• [PROBLEM]
Gather up every line from the entries below that uses the word "self".

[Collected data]
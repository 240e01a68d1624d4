//! Error types for tether-containers

use thiserror::Error;

/// Result type for container operations
pub type Result<T> = std::result::Result<T, Error>;

/// Errors that can occur in the container façades
#[derive(Debug, Clone, Error)]
pub enum Error {
    /// An engine operation was rejected or failed
    #[error("core error: {0}")]
    Core(#[from] tether_core::Error),

    /// Index past the end of a list or tuple
    #[error("index {index} out of bounds (len {len})")]
    IndexOutOfBounds {
        /// The requested index
        index: usize,
        /// The container length at the time of the call
        len: usize,
    },

    /// Dict key not present
    #[error("key not found: {0}")]
    KeyNotFound(String),

    /// The backing component held an unexpected value type
    #[error("expected {expected}, got {got}")]
    TypeMismatch {
        /// The type the container declares
        expected: &'static str,
        /// The type actually found
        got: &'static str,
    },
}

impl Error {
    /// Check whether this error is a recoverable transaction rejection
    pub fn is_rejection(&self) -> bool {
        match self {
            Error::Core(inner) => inner.is_rejection(),
            _ => false,
        }
    }
}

• [EXERCISE SOLUTION]
    pub fn is_rejection(&self) -> bool {
        match self {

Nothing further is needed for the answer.